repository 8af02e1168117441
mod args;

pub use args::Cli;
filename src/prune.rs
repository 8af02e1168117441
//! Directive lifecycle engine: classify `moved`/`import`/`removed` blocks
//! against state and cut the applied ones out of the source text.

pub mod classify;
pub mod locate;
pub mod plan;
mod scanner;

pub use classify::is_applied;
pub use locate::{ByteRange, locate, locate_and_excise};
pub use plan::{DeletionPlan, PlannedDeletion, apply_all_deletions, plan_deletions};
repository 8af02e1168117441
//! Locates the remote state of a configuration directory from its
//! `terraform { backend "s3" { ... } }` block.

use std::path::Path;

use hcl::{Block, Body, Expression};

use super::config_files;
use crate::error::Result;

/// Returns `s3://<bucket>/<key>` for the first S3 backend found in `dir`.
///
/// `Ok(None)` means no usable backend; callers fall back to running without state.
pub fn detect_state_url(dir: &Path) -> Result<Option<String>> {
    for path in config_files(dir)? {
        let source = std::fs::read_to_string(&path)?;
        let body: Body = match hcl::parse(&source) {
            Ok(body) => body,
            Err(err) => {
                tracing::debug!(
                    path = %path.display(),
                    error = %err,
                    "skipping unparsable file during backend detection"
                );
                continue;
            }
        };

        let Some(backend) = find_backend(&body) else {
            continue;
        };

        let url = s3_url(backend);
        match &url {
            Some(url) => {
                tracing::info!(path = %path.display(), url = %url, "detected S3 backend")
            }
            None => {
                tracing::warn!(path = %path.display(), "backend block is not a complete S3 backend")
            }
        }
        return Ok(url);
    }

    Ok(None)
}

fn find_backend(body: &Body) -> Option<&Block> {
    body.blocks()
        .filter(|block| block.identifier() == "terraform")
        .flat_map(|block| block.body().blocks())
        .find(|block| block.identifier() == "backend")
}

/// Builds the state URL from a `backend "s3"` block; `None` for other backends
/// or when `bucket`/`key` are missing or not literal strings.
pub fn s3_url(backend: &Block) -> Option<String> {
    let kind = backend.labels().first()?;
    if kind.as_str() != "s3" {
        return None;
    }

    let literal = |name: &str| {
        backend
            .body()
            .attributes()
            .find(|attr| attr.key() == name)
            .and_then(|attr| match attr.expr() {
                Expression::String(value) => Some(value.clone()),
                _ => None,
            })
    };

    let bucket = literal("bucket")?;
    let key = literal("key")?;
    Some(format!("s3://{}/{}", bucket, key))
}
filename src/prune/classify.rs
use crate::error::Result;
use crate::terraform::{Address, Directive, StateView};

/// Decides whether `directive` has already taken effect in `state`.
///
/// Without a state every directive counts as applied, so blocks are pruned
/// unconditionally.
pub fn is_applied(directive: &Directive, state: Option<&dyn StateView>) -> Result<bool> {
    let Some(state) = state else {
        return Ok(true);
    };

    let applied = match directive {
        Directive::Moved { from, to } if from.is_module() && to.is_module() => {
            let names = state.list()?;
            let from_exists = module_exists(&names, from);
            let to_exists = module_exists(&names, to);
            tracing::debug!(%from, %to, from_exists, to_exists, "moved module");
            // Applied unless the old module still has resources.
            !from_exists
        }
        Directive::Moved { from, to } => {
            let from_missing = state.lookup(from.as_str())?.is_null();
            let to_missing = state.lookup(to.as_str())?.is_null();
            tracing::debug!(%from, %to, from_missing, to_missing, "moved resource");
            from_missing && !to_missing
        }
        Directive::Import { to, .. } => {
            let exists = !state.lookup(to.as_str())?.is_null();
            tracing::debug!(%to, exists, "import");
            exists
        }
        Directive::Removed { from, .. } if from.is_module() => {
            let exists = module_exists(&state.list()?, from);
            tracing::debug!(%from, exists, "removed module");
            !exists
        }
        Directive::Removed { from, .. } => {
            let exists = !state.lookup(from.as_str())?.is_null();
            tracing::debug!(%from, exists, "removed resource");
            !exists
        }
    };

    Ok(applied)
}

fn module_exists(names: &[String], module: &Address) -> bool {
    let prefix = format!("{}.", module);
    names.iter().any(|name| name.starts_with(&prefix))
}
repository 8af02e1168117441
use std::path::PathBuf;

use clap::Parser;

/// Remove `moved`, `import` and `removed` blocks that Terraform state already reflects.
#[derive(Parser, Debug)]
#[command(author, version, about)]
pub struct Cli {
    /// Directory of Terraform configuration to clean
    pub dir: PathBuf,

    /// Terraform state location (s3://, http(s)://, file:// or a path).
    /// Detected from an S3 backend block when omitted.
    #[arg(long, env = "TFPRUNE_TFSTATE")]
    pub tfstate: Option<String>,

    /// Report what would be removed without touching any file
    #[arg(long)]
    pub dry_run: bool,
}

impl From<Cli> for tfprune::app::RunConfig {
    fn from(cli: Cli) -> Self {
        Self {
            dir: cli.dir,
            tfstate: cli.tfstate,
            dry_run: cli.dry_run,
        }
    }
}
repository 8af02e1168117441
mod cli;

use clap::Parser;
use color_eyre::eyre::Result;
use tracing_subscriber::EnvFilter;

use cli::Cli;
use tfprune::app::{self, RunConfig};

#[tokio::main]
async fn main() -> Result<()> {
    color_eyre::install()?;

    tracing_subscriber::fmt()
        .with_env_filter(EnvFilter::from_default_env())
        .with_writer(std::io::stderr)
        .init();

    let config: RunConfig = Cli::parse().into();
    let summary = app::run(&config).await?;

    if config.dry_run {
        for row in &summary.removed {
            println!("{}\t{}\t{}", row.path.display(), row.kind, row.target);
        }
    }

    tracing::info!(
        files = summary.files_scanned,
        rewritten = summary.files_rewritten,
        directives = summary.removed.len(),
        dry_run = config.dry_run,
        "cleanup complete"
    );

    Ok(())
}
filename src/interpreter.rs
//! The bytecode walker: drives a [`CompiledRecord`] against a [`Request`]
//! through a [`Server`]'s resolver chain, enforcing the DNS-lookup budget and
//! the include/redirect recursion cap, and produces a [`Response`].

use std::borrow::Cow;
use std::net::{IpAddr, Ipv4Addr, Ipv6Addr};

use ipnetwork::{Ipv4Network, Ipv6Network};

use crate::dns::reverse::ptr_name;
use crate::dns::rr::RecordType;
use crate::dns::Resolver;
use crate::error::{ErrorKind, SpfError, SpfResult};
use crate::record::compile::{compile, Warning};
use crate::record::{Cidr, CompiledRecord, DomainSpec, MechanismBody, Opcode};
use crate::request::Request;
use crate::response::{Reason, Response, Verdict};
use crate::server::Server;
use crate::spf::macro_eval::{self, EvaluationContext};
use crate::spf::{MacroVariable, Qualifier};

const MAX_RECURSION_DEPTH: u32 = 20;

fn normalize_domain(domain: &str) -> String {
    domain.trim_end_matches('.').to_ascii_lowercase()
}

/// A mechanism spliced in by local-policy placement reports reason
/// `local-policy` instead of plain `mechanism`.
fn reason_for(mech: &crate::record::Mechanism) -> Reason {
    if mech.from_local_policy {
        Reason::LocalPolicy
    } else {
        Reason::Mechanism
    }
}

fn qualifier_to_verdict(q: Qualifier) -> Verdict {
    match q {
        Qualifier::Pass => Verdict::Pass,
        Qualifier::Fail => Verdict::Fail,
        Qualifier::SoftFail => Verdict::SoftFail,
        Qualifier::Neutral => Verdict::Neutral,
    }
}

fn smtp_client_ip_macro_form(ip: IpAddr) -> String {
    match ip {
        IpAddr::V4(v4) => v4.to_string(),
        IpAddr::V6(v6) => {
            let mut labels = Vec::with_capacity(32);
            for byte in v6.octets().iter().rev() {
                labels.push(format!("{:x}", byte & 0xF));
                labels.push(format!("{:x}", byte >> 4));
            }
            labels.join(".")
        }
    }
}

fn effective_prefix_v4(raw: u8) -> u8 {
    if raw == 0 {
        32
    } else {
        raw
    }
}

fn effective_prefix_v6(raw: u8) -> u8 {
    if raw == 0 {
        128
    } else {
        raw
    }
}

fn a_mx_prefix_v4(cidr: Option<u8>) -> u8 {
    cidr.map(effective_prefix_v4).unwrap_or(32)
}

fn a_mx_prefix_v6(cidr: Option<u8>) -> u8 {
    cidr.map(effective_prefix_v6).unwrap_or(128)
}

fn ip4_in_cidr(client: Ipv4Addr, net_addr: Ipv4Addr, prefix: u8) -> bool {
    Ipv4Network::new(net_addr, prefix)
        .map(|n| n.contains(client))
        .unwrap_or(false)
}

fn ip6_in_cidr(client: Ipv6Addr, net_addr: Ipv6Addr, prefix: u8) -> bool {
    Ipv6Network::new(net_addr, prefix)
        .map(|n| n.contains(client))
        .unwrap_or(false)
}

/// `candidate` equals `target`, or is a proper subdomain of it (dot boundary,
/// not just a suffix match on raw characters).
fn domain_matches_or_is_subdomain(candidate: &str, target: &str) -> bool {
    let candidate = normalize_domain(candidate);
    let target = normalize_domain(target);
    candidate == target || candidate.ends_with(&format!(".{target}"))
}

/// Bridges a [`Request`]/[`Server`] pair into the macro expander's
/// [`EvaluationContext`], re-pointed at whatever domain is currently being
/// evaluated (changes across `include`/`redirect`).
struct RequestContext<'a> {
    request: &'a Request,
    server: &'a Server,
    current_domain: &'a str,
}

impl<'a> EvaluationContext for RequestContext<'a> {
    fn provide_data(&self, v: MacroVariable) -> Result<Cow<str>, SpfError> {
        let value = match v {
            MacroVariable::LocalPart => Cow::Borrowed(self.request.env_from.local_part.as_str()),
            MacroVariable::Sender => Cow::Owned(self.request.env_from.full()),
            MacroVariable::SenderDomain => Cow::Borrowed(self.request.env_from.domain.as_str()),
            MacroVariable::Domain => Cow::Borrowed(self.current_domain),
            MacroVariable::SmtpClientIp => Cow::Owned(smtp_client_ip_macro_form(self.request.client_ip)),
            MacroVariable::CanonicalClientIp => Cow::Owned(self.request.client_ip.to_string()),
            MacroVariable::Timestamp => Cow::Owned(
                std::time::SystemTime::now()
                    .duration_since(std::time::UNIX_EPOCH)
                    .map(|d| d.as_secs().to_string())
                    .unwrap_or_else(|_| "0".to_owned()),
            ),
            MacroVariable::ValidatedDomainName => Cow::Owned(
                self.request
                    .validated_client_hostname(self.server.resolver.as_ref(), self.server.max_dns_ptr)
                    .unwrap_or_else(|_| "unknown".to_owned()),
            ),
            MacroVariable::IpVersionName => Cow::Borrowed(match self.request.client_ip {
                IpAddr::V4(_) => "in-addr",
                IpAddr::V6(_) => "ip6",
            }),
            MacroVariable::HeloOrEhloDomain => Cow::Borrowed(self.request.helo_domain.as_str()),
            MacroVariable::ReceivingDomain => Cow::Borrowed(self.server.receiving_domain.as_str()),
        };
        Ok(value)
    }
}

•••

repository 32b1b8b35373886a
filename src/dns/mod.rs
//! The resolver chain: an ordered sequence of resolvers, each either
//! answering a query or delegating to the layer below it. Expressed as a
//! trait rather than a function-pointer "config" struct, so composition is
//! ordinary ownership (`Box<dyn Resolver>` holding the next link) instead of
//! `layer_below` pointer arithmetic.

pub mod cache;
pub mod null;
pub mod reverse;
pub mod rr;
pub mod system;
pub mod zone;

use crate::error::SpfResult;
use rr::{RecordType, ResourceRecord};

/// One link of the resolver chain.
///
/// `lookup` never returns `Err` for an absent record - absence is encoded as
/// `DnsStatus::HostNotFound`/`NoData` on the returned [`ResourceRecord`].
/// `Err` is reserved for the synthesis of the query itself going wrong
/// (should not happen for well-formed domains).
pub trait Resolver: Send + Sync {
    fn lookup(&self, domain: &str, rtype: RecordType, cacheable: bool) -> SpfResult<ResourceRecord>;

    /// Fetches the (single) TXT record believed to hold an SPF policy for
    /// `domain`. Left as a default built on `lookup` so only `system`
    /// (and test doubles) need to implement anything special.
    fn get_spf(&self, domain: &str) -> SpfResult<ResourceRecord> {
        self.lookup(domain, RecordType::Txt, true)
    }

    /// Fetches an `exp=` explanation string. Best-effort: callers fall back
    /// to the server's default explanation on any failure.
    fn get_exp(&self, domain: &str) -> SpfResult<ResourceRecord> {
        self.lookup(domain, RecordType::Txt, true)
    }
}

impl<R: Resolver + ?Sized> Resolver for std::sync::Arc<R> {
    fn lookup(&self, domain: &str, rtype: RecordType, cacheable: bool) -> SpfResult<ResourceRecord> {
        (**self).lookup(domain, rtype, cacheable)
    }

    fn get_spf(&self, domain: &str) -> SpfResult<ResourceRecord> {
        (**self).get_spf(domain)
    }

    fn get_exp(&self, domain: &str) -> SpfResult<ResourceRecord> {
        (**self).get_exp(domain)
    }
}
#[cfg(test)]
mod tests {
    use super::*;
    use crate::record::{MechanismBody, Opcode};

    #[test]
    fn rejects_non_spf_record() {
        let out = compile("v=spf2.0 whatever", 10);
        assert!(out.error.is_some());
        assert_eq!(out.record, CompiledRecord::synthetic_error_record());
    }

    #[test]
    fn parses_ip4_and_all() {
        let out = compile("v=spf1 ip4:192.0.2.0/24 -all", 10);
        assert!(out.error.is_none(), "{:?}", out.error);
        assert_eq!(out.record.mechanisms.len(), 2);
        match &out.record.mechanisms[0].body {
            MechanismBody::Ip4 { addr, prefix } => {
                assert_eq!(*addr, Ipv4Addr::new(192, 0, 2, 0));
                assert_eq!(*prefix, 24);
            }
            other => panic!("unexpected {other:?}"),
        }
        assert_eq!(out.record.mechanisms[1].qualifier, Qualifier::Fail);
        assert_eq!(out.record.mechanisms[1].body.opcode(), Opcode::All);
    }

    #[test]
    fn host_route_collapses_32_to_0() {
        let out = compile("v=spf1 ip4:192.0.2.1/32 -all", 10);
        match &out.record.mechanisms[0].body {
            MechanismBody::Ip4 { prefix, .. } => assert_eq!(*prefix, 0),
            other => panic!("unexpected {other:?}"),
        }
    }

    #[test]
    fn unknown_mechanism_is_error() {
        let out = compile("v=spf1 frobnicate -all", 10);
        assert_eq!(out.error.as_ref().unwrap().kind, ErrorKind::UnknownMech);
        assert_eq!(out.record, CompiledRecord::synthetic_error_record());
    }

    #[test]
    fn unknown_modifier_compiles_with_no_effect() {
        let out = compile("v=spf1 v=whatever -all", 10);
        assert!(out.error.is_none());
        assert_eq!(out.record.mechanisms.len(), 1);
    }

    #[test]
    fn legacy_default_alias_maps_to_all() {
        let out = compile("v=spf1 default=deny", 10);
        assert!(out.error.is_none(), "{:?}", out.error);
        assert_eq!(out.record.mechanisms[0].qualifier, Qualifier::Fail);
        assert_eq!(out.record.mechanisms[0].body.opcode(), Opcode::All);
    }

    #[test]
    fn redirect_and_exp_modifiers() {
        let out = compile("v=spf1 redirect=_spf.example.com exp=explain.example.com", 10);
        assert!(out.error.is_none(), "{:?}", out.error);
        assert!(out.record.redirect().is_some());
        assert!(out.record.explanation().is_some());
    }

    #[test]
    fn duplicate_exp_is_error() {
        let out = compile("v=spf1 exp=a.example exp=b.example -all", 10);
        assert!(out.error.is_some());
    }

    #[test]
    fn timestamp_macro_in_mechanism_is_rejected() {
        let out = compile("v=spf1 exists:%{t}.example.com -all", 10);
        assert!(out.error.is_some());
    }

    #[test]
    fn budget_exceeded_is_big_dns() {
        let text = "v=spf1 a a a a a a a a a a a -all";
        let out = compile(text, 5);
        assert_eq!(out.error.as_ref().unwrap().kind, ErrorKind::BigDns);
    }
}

•••

Filter the lines above so that only those with the string "SpfError" remain, then copy them.

use crate::error::{ErrorKind, SpfError, SpfResult};
    fn provide_data(&self, v: MacroVariable) -> Result<Cow<str>, SpfError> {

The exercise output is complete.